What is so fascinating about Ladakh is that it is really not"regular" India. Ladakhis are ethnically related to their northern neighbors, the Tibetans, rather than to the Aryan stock that comprises the rest of the country, and thus look Tibetan rather than Indian. Ladakhi, the local language, is written in the same script as Tibetan and shares linguistic roots, and Ladakhis are predominantly Buddhist rather than Hindu or Muslim. And, lest you think those reasons were enough to make these people different, for the six or so months every year that it snows, Ladakh is completely cut off from the outside world, allowing local culture to continue to flourish without the dilution of globalization. Old men and women still dress in heavy woolen robes with little slippers and carry bundles on their backs over the mountains and families in remote villages outside of Leh slurp bowls of boiled Ladakhi noodles in their tiny houses decorated with pictures of the current Dalai Lama and the Tibetan city of Lhasa, while prayer flags flutter in the breeze overhead, sending prayers to the gods. In downtown Leh, the signs of seasonal tourism are visible in the embroidered t-shirts that say, curiously, "yak yak yak Ladakh" and the couple of internet cafes that get intermittent reception, but there are no beggars and the furry donkeys that wander the streets outnumber the shopkeepers. *

But what most endeared me to the Ladakhis was their perpetually rosy cheeks and layers of clothing---cold weather people everywhere are cut from the same (insulated) cloth. I have hot tea and sweaters in my blood and so do they. Just as you will never encounter a rural Mainer swathed in a flourescent polyester sari encrusted with rhinestones going for a stroll through the mountains (though this is extremely fortunate on account of the physical construction of most rural Mainers rather than most saris), Ladakhis are much more inclined towards practical outfits of black and green with the occasional sassy red belt, and towards quietness and reservation rather than the boisterous clamour that characterizes most of the country. Passing stout little farmers trudging home along the road at sunset with their donkeys and sheep in tow, bound for warm huts in small villages, I imagined I could sense a little of the familiar Puritan work ethic of Northern New England.
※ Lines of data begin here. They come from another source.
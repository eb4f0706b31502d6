// ── Typed mutation requests ──
//
// Request and patch payloads handed to the stores. Shapes mirror what the
// backend accepts; `convert.rs` turns them into wire bodies.

use chrono::{DateTime, Utc};
use serde::{Deserialize, Serialize};

use crate::model::{CategoryId, ItemSource, ItemStatus, ProductId, StorageLocation};

/// Request to create an inventory item.
#[derive(Debug, Clone, Serialize, Deserialize)]
pub struct AddInventoryRequest {
    pub title: String,
    pub product_id: Option<ProductId>,
    pub category_id: Option<CategoryId>,
    pub status: ItemStatus,
    pub location: StorageLocation,
    pub expires_at: Option<DateTime<Utc>>,
    pub source: ItemSource,
}

/// Partial update of an inventory item. Absent fields are untouched.
#[derive(Debug, Clone, Default, Serialize, Deserialize)]
pub struct InventoryPatch {
    pub title: Option<String>,
    pub status: Option<ItemStatus>,
    pub location: Option<StorageLocation>,
    pub expires_at: Option<DateTime<Utc>>,
}

impl InventoryPatch {
    pub fn status(status: ItemStatus) -> Self {
        Self {
            status: Some(status),
            ..Self::default()
        }
    }

    pub fn location(location: StorageLocation) -> Self {
        Self {
            location: Some(location),
            ..Self::default()
        }
    }

    pub fn expiry(expires_at: DateTime<Utc>) -> Self {
        Self {
            expires_at: Some(expires_at),
            ..Self::default()
        }
    }

    pub fn title(title: impl Into<String>) -> Self {
        Self {
            title: Some(title.into()),
            ..Self::default()
        }
    }
}

/// Request to add one or more shopping-list entries.
#[derive(Debug, Clone, Serialize, Deserialize)]
pub struct AddShoppingRequest {
    pub entries: Vec<NewShoppingEntry>,
}

#[derive(Debug, Clone, Serialize, Deserialize)]
pub struct NewShoppingEntry {
    pub title: String,
    pub product_id: Option<ProductId>,
}

/// Request to complete a shopping item into the inventory flow.
#[derive(Debug, Clone, Serialize, Deserialize)]
pub struct CompletePurchaseRequest {
    pub location: StorageLocation,
    pub product_id: ProductId,
}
And for once I finally felt like I had a leg up on the Indian tourists that disembarked from the plane with us, clad in the aforementioned attire and who instantly began to look as miserably uncomfortable with the temperature as I do on any given afternoon in Delhi.

Anyway, I don't want you to think I've lost my edge and am not going to poke fun at a few things in Ladakh. Part of me almost doesn't want to, I had such a heavenly time wearing six layers and complaining that my toes were going numb and staring at the mountains through a blistering altitude headache, but I'm going to anyway.

Because we were only in Leh for five days, not enough to resign ourselves to joining a trek to trudge over some ridiculous pass, wear the same underwear for a week and eat ramen noodles in the sub-zero temperatures in the mountains (all things I did legitimately want to do), we decided on a series of day excursions around Leh.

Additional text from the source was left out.